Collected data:

########

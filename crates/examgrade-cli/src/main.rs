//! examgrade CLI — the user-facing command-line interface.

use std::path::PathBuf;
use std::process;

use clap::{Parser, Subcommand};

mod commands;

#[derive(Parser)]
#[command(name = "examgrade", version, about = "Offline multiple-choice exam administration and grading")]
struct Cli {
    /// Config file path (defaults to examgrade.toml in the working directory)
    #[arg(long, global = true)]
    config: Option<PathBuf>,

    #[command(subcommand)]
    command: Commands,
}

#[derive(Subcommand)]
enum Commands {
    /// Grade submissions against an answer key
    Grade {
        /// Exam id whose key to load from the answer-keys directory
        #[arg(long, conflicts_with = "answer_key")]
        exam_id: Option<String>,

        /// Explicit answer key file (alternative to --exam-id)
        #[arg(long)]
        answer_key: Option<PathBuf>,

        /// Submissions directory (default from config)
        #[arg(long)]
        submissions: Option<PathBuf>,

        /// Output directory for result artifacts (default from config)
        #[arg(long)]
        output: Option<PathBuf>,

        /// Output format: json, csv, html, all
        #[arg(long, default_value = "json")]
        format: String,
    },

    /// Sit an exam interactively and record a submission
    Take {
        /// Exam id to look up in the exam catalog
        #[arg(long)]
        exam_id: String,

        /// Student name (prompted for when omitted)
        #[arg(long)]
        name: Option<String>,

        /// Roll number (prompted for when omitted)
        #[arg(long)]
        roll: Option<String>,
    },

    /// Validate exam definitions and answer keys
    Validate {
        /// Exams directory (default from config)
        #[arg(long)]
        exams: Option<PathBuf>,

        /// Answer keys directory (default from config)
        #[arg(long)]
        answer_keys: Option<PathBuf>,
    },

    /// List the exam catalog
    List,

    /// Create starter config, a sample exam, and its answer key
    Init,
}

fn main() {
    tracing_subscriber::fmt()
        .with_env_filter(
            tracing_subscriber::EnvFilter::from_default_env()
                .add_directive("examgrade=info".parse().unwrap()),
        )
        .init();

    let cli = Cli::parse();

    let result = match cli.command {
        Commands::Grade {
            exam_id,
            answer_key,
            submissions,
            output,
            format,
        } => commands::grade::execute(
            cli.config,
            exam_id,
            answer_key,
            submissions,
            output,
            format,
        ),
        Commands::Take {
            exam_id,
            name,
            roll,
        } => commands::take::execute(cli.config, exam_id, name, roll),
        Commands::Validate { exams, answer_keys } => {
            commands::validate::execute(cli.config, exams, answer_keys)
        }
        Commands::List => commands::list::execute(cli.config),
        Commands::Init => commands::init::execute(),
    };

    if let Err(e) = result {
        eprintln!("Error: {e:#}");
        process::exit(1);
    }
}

########

▸ Aim of the task
Each line of the data above that contains the word "examgrade" counts once; report the total and add nothing.

▸ Answer
5